New programs for restaurants and live-event businesses will soon start taking applications as the Paycheck Protection Program winds down.

By Stacy Cowley

The federal government is preparing to open two new industry-specific small-business relief programs, one of them months in the works, as its signature pandemic aid effort, the Paycheck Protection Program, nears its end.

The Small Business Administration said it hopes to start taking applications by the end of this week for a $16 billion grant fund for live-event businesses like theaters and music clubs.

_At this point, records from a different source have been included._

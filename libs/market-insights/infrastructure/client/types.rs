//! Wire types for the analytics backend

use crate::domain::Selection;
use serde::{Deserialize, Serialize};

/// Body of `POST /api/forecast`
#[derive(Debug, Clone, PartialEq, Eq, Serialize, Deserialize)]
pub struct ForecastRequest {
    pub state: String,
    pub city: String,
    pub market: String,
    pub category: String,
    pub product: String,
    pub forecast_range: u32,
}

impl ForecastRequest {
    /// Build the request body. Returns `None` unless the selection is complete.
    pub fn from_selection(selection: &Selection) -> Option<Self> {
        if !selection.is_complete() {
            return None;
        }
        Some(Self {
            state: selection.state.clone()?,
            city: selection.city.clone()?,
            market: selection.market.clone()?,
            category: selection.category.clone()?,
            product: selection.product.clone()?,
            forecast_range: selection.forecast_range_days?.days(),
        })
    }
}

/// Entry of `GET /api/markets`
#[derive(Debug, Clone, Default, PartialEq, Eq, Serialize, Deserialize)]
#[serde(default)]
pub struct MarketListing {
    pub state: String,
    pub city: String,
    #[serde(alias = "market_name")]
    pub market: String,
}

/// Entry of `GET /api/commodities`
#[derive(Debug, Clone, Default, PartialEq, Eq, Serialize, Deserialize)]
#[serde(default)]
pub struct CommodityListing {
    pub category: String,
    #[serde(alias = "commodity_name")]
    pub product: String,
}

#[cfg(test)]
mod tests {
    use super::*;
    use crate::domain::ForecastRange;
    use serde_json::json;

    #[test]
    fn test_request_body_shape() {
        let selection = Selection {
            state: Some("DL".to_string()),
            city: Some("Delhi".to_string()),
            market: Some("Azadpur".to_string()),
            category: Some("Vegetable".to_string()),
            product: Some("Potato".to_string()),
            forecast_range_days: Some(ForecastRange::Fortnight),
        };

        let request = ForecastRequest::from_selection(&selection).unwrap();
        assert_eq!(
            serde_json::to_value(&request).unwrap(),
            json!({
                "state": "DL",
                "city": "Delhi",
                "market": "Azadpur",
                "category": "Vegetable",
                "product": "Potato",
                "forecast_range": 14
            })
        );
    }

    #[test]
    fn test_incomplete_selection_has_no_request() {
        let selection = Selection {
            product: Some("Potato".to_string()),
            ..Default::default()
        };
        assert!(ForecastRequest::from_selection(&selection).is_none());
    }

    #[test]
    fn test_listing_aliases() {
        let market: MarketListing =
            serde_json::from_value(json!({"state": "DL", "city": "Delhi", "market_name": "Azadpur"}))
                .unwrap();
        assert_eq!(market.market, "Azadpur");

        let commodity: CommodityListing =
            serde_json::from_value(json!({"category": "Vegetable", "commodity_name": "Potato"}))
                .unwrap();
        assert_eq!(commodity.product, "Potato");
    }
}
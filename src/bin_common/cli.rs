//! CLI utilities for binaries
//!
//! Handles configuration lookup and the `key=value` selection arguments.

use market_insights::SelectionPatch;
use std::path::PathBuf;

/// Type of configuration to load
#[derive(Debug, Clone)]
pub enum ConfigType {
    /// Dashboard configuration (dashboard_config.yaml)
    Dashboard,
    /// Custom path
    Custom(String),
}

impl ConfigType {
    /// Get the default path for this config type
    pub fn default_path(&self) -> &str {
        match self {
            ConfigType::Dashboard => "config/dashboard_config.yaml",
            ConfigType::Custom(path) => path,
        }
    }

    /// Get the environment variable name for this config type
    pub fn env_var_name(&self) -> &str {
        "CONFIG_PATH"
    }
}

/// Load configuration path from environment or use default
pub fn load_config_from_env(config_type: ConfigType) -> PathBuf {
    std::env::var(config_type.env_var_name())
        .unwrap_or_else(|_| config_type.default_path().to_string())
        .into()
}

/// Parse command line arguments for a binary
///
/// Returns a vector of arguments (excluding the program name)
pub fn parse_args() -> Vec<String> {
    std::env::args().skip(1).collect()
}

/// Fold `key=value` arguments into one selection patch.
///
/// Later arguments win. Returns the first argument that isn't a recognised
/// pair as the error.
pub fn parse_selection_args(args: &[String]) -> Result<SelectionPatch, String> {
    let mut merged = SelectionPatch::default();
    for arg in args {
        let patch = SelectionPatch::parse_pair(arg).ok_or_else(|| arg.clone())?;
        merged = merge(merged, patch);
    }
    Ok(merged)
}

fn merge(base: SelectionPatch, next: SelectionPatch) -> SelectionPatch {
    SelectionPatch {
        state: next.state.or(base.state),
        city: next.city.or(base.city),
        market: next.market.or(base.market),
        category: next.category.or(base.category),
        product: next.product.or(base.product),
        forecast_range_days: next.forecast_range_days.or(base.forecast_range_days),
    }
}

The program, the Shuttered Venue Operators Grant, was supposed to begin nearly two weeks ago, but its application system malfunctioned and collapsed, stymieing thousands of desperate businesses that have been waiting months for the promised aid.

On Saturday, the agency posted additional details on its forthcoming Restaurant Revitalization Fund, a $28.6 billion support program for bars, restaurants and food trucks whose sales were devastated by the shutdowns that states imposed in response to the pandemic. The fund was created as part of last month’s $1.9 trillion economic support package. Within the next two weeks, it will begin a seven-day test intended to help the agency avoid the kind of technical fiasco that plagued the venue program.

The agency has not announced a specific start date for either grant program.

“Help is here,” Isabella Casillas Guzman, the agency’s administrator, said of the restaurant program. “We’re rolling out this program to make sure that these businesses can meet payroll, purchase supplies and get what they need in place to transition to today’s Covid-restricted marketplace.”

Both programs offer recipients grants of up to $10 million to replace a portion of their lost sales. But both programs — which will distribute money on a first-come-first-served basis, subject to some priority rules — are expected to run out of money quickly. The money in the restaurant fund, in particular, falls far short of its needs, agency officials have acknowledged.

“Everyone should apply on Day 1,” Patrick Kelley, the head of the agency’s Office of Capital Access, told attendees at a webinar last week organized by the Independent Restaurant Coalition. Lawmakers projected at least $120 billion in demand for the restaurant fund, Mr. Kelley said, but provided money for less than a quarter of that amount.